Nothing in the records should be left out; transcribe them exactly.

━━━ Data to process

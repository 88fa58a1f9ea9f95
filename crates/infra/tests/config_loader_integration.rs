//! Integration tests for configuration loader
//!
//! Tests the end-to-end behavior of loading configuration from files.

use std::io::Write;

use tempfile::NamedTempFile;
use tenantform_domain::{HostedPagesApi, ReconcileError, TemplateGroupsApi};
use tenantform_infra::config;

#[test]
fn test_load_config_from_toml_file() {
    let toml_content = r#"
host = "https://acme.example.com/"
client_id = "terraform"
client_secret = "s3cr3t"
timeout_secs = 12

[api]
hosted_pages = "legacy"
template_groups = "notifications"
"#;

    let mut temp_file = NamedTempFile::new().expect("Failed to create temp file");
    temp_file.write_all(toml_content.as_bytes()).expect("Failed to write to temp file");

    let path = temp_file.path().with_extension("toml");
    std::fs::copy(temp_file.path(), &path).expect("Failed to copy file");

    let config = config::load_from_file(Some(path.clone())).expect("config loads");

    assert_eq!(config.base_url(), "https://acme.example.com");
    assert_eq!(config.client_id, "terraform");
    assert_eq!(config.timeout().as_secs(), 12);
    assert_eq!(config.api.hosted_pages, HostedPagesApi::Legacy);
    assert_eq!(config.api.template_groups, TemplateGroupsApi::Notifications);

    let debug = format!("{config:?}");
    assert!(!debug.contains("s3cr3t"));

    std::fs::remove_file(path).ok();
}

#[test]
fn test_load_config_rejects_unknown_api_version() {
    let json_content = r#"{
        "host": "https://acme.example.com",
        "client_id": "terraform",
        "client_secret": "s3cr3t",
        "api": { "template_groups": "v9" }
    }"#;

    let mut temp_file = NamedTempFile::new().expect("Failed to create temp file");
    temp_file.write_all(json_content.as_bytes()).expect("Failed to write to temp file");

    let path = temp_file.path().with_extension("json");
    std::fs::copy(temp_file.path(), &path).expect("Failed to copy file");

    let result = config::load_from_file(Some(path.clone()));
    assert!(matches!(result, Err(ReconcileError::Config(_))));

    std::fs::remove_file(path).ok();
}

━━━━━━

## Final answer
repository 88fa58a1f9ea9f95
filename crates/infra/tests/config_loader_integration.rs
//! Integration tests for configuration loader
//!
//! Tests the end-to-end behavior of loading configuration from files.

use std::io::Write;

use tempfile::NamedTempFile;
use tenantform_domain::{HostedPagesApi, ReconcileError, TemplateGroupsApi};
use tenantform_infra::config;

#[test]
fn test_load_config_from_toml_file() {
    let toml_content = r#"
host = "https://acme.example.com/"
client_id = "terraform"
client_secret = "s3cr3t"
timeout_secs = 12

[api]
hosted_pages = "legacy"
template_groups = "notifications"
"#;

    let mut temp_file = NamedTempFile::new().expect("Failed to create temp file");
    temp_file.write_all(toml_content.as_bytes()).expect("Failed to write to temp file");

    let path = temp_file.path().with_extension("toml");
    std::fs::copy(temp_file.path(), &path).expect("Failed to copy file");

    let config = config::load_from_file(Some(path.clone())).expect("config loads");

    assert_eq!(config.base_url(), "https://acme.example.com");
    assert_eq!(config.client_id, "terraform");
    assert_eq!(config.timeout().as_secs(), 12);
    assert_eq!(config.api.hosted_pages, HostedPagesApi::Legacy);
    assert_eq!(config.api.template_groups, TemplateGroupsApi::Notifications);

    let debug = format!("{config:?}");
    assert!(!debug.contains("s3cr3t"));

    std::fs::remove_file(path).ok();
}

#[test]
fn test_load_config_rejects_unknown_api_version() {
    let json_content = r#"{
        "host": "https://acme.example.com",
        "client_id": "terraform",
        "client_secret": "s3cr3t",
        "api": { "template_groups": "v9" }
    }"#;

    let mut temp_file = NamedTempFile::new().expect("Failed to create temp file");
    temp_file.write_all(json_content.as_bytes()).expect("Failed to write to temp file");

    let path = temp_file.path().with_extension("json");
    std::fs::copy(temp_file.path(), &path).expect("Failed to copy file");

    let result = config::load_from_file(Some(path.clone()));
    assert!(matches!(result, Err(ReconcileError::Config(_))));

    std::fs::remove_file(path).ok();
}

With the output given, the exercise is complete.